Suppose the spot exchange rate for the Canadian dollar is Can$1.15 and the six-month forward rate is Can$1.17. |
a. |
Which is worth more, a U.S. dollar or a Canadian dollar? |
b. | Assuming absolute PPP holds, what is the cost in the United States of an Elkhead beer if the price in Canada is Can$3.00? (Round your answer to 3 decimal places, e.g., 32.161.) |
c. | Is the U.S. dollar selling at a premium or a discount relative to the Canadian dollar? |
d. | Which currency is expected to appreciate in value? |
e. | Which country do you think has higher interest rates - the United States or Canada? |
a. a U.S. dollar is worth more because 1 U.S. dollar is equal to 1.15 Canadian dollar. in other words, 1 U.S. dollar will get you 1.15 Canadian dollar.

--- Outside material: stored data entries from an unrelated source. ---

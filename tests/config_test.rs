//! Configuration loading and validation.

use roach_mc::config::Settings;
use std::io::Write;
use std::time::Duration;

#[test]
fn file_values_override_defaults() {
    let mut file = tempfile::NamedTempFile::new().unwrap();
    writeln!(
        file,
        r#"
supervisor_host = "dto-gateway"
supervisor_port = 50020
refresh_interval = "2s"
"#
    )
    .unwrap();
    let settings = Settings::load_from(file.path()).unwrap();
    assert_eq!(settings.endpoint(), "dto-gateway:50020");
    assert_eq!(settings.refresh_interval, Duration::from_secs(2));
    // Unset fields keep their defaults.
    assert_eq!(settings.object_id, "DSS-43");
    assert!(settings.validate().is_ok());
}

#[test]
fn missing_file_falls_back_to_defaults() {
    let settings = Settings::load_from("does/not/exist.toml").unwrap();
    assert_eq!(settings.endpoint(), "localhost:50015");
    assert!(settings.validate().is_ok());
}

#[test]
fn unparsable_interval_is_a_config_error() {
    let mut file = tempfile::NamedTempFile::new().unwrap();
    writeln!(file, r#"refresh_interval = "soon""#).unwrap();
    assert!(Settings::load_from(file.path()).is_err());
}

#[test]
fn validation_rejects_empty_host() {
    let settings = Settings {
        supervisor_host: String::new(),
        ..Settings::default()
    };
    assert!(settings.validate().is_err());
}
//! Top-level client: connection bootstrap, periodic refresh, data fetch.
//!
//! [`McClient`] owns the proxy, the dispatcher (which owns the cache) and
//! the refresh timer. Bootstrap pings the supervisor and populates the
//! board inventory; either failing is fatal, matching the rule that an
//! unreachable endpoint aborts startup while a mid-session per-field
//! failure only logs. Everything after bootstrap runs on one thread with
//! blocking calls.

use log::{debug, warn};
use serde_json::Value;
use std::time::{Duration, Instant};

use crate::cache::DeviceStateCache;
use crate::config::Settings;
use crate::dispatch::{ActionDispatcher, ApplyOutcome, ChangeObserver};
use crate::error::{McError, McResult};
use crate::keys::board_index;
use crate::kurtosis::KurtosisClient;
use crate::proxy::tcp::TcpProxy;
use crate::proxy::RemoteProxy;
use crate::refresh::RefreshTimer;
use crate::state::{ControlValue, TargetPath};

/// Monitor-and-control client for one supervisor.
pub struct McClient {
    proxy: Box<dyn RemoteProxy>,
    dispatcher: ActionDispatcher,
    timer: RefreshTimer,
}

impl McClient {
    /// Connect to the configured supervisor endpoint.
    pub fn connect(settings: &Settings) -> McResult<Self> {
        let proxy = TcpProxy::connect(
            &settings.supervisor_host,
            settings.supervisor_port,
            &settings.object_id,
            settings.call_timeout,
        )?;
        Self::start(Box::new(proxy), settings.refresh_interval)
    }

    /// Bootstrap over an already-built proxy (tests, demo mode).
    pub fn start(mut proxy: Box<dyn RemoteProxy>, interval: Duration) -> McResult<Self> {
        proxy
            .ping()
            .map_err(|err| McError::Communication(format!("{err}; is the supervisor running?")))?;
        let mut cache = DeviceStateCache::new();
        // Board enumeration is the one refresh that must succeed: without
        // it there is nothing to monitor.
        cache.refresh_boards(proxy.as_mut())?;
        cache.bulk_refresh(proxy.as_mut());
        debug!("client started with boards {:?}", cache.board_keys());
        Ok(Self {
            proxy,
            dispatcher: ActionDispatcher::new(cache),
            timer: RefreshTimer::new(interval),
        })
    }

    pub fn cache(&self) -> &DeviceStateCache {
        self.dispatcher.cache()
    }

    /// Register an observer for change and rebuild notifications.
    pub fn subscribe(&mut self, observer: Box<dyn ChangeObserver>) {
        self.dispatcher.subscribe(observer);
    }

    /// Split borrow for callers that drive the dispatcher directly (the
    /// kurtosis operations take dispatcher and proxy separately).
    pub fn parts_mut(&mut self) -> (&mut ActionDispatcher, &mut dyn RemoteProxy) {
        (&mut self.dispatcher, self.proxy.as_mut())
    }

    /// Wholesale refresh of the mirrored state.
    pub fn refresh(&mut self) {
        self.dispatcher.refresh(self.proxy.as_mut());
    }

    /// Timer-driven refresh: runs one refresh when due, drops stale ticks.
    /// Returns true when a refresh ran.
    pub fn tick(&mut self) -> bool {
        if !self.timer.try_begin(Instant::now()) {
            return false;
        }
        self.refresh();
        self.timer.complete(Instant::now());
        true
    }

    pub fn refresh_interval(&self) -> Duration {
        self.timer.interval()
    }

    /// Apply one user-initiated change (see [`ActionDispatcher`]).
    pub fn apply_change(
        &mut self,
        path: &TargetPath,
        change: ControlValue,
    ) -> McResult<ApplyOutcome> {
        self.dispatcher
            .apply_change(self.proxy.as_mut(), path, change)
    }

    /// Kurtosis-firmware control for a board running it.
    pub fn kurtosis(&self, board: &str) -> McResult<KurtosisClient> {
        KurtosisClient::attach(self.cache(), board)
    }

    /// Raw ADC samples for one RF input; a failed fetch logs and yields
    /// nothing rather than aborting the caller's loop.
    pub fn adc_samples(&mut self, board: &str, adc: u32, rf: u32) -> Option<Vec<f64>> {
        match self.proxy.get_adc_samples(board, adc, rf) {
            Ok(samples) => Some(samples),
            Err(err) => {
                warn!("no ADC samples for {board}/{adc}/{rf}: {err}");
                None
            }
        }
    }

    /// Accumulated spectra for one RF input, keyed by accumulator.
    pub fn accumulations(&mut self, board: &str, adc: u32, rf: u32) -> Option<Value> {
        let index = match board_index(board) {
            Ok(index) => index,
            Err(err) => {
                warn!("cannot fetch spectra: {err}");
                return None;
            }
        };
        match self.proxy.get_accumulations(index, adc, rf) {
            Ok(accums) => Some(accums),
            Err(err) => {
                warn!("no spectra for {board}/{adc}/{rf}: {err}");
                None
            }
        }
    }

    /// Sorted register names for one board's firmware.
    pub fn list_registers(&mut self, board: &str) -> McResult<Vec<String>> {
        let index = board_index(board)?;
        self.proxy.list_registers(&[index])
    }

    /// Fetch and cache the register details of one board's firmware.
    pub fn register_details(&mut self, board: &str) -> McResult<Value> {
        self.dispatcher
            .cache_mut()
            .fetch_register_details(self.proxy.as_mut(), board)
    }
}

#[cfg(test)]
mod tests {
    use super::*;
    use crate::proxy::mock::MockSupervisor;

    #[test]
    fn bootstrap_fails_fast_when_unreachable() {
        let mut supervisor = MockSupervisor::two_boards();
        supervisor.fail_methods.insert("ping".into());
        let err = McClient::start(Box::new(supervisor), Duration::from_secs(10));
        assert!(matches!(err, Err(McError::Communication(_))));
    }

    #[test]
    fn bootstrap_fails_without_board_inventory() {
        let mut supervisor = MockSupervisor::two_boards();
        supervisor.fail_methods.insert("roach_report".into());
        assert!(McClient::start(Box::new(supervisor), Duration::from_secs(10)).is_err());
    }

    #[test]
    fn started_client_mirrors_the_deployment() {
        let supervisor = MockSupervisor::two_boards();
        let client = McClient::start(Box::new(supervisor), Duration::from_secs(10)).unwrap();
        assert_eq!(client.cache().board_keys(), ["roach1", "roach2"]);
        assert_eq!(client.cache().firmware("roach1").unwrap(), Some("kurt_spec"));
    }

    #[test]
    fn tick_runs_at_most_one_refresh_per_interval() {
        let supervisor = MockSupervisor::two_boards();
        let mut client = McClient::start(Box::new(supervisor), Duration::from_secs(3600)).unwrap();
        assert!(client.tick());
        assert!(!client.tick());
    }

    #[test]
    fn sample_fetch_absorbs_remote_failure() {
        let mut supervisor = MockSupervisor::two_boards();
        supervisor.fail_methods.insert("get_adc_samples".into());
        let mut client = McClient::start(Box::new(supervisor), Duration::from_secs(10)).unwrap();
        assert!(client.adc_samples("roach1", 0, 0).is_none());
    }
}
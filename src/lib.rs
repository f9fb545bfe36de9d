//! # ROACH monitor-and-control client core
//!
//! Client-side core for monitoring and controlling a radio-astronomy
//! backend (ROACH FPGA boards with their RF front-end sections, IF
//! switches and sampler-clock synthesizers) through a remote supervisor
//! process. The crate deliberately contains no rendering: it maintains the
//! mirrored device state, turns control events into verified remote writes
//! and tells the presentation layer what changed and how to lay itself out.
//!
//! ## Crate structure
//!
//! - **`client`**: the top-level [`client::McClient`] owning the proxy,
//!   dispatcher and refresh timer; connection bootstrap lives here.
//! - **`proxy`**: the [`proxy::RemoteProxy`] seam to the supervisor, with a
//!   TCP JSON-line transport and an in-memory mock.
//! - **`cache`**: [`cache::DeviceStateCache`], the single source of truth
//!   for displayed state, refreshed wholesale and patched from readbacks.
//! - **`dispatch`**: [`dispatch::ActionDispatcher`], the one path from a
//!   control event to the device and back, with observer notifications.
//! - **`keys`**: board-name normalization and canonical column inference
//!   for laying heterogeneous boards out on one grid.
//! - **`layout`**: widget row descriptions and the grid planner consumed
//!   by the presentation layer.
//! - **`registers`**: named-register read / write-and-verify for one board.
//! - **`kurtosis`**: operations that understand the kurtosis spectrometer
//!   firmware.
//! - **`refresh`**: the non-overlapping cooperative refresh timer.
//! - **`config`** / **`error`** / **`state`**: settings, the central error
//!   type and the shared device-state records.
//!
//! The concurrency model is single-threaded and synchronous: every remote
//! call blocks until the supervisor answers or fails. Anything that moves
//! these calls onto workers must keep cache writes serialized.

pub mod cache;
pub mod client;
pub mod config;
pub mod dispatch;
pub mod error;
pub mod keys;
pub mod kurtosis;
pub mod layout;
pub mod proxy;
pub mod refresh;
pub mod registers;
pub mod state;

pub use error::{McError, McResult};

b. cost in the United States of an Elkhead beer = price in Canada/spot exchange rate = Can$3.00/Can$1.15 = 2.609 U.S. dollar
c. in six month, U.S. dollar is selling at a premium relative to the Canadian dollar in forward market because forward rate is higher than spot rate. as per forward rate, 1 U.S. dollar is equal to 1.17 Canadian dollar which is higher than spot rate.
d. U.S. dollar is expected to appreciate in value because forward rate for U.S. dollar is higher than spot rate.
e. Canada has higher interest rates because it is trading at discount relative to U.S. dollar in forward market.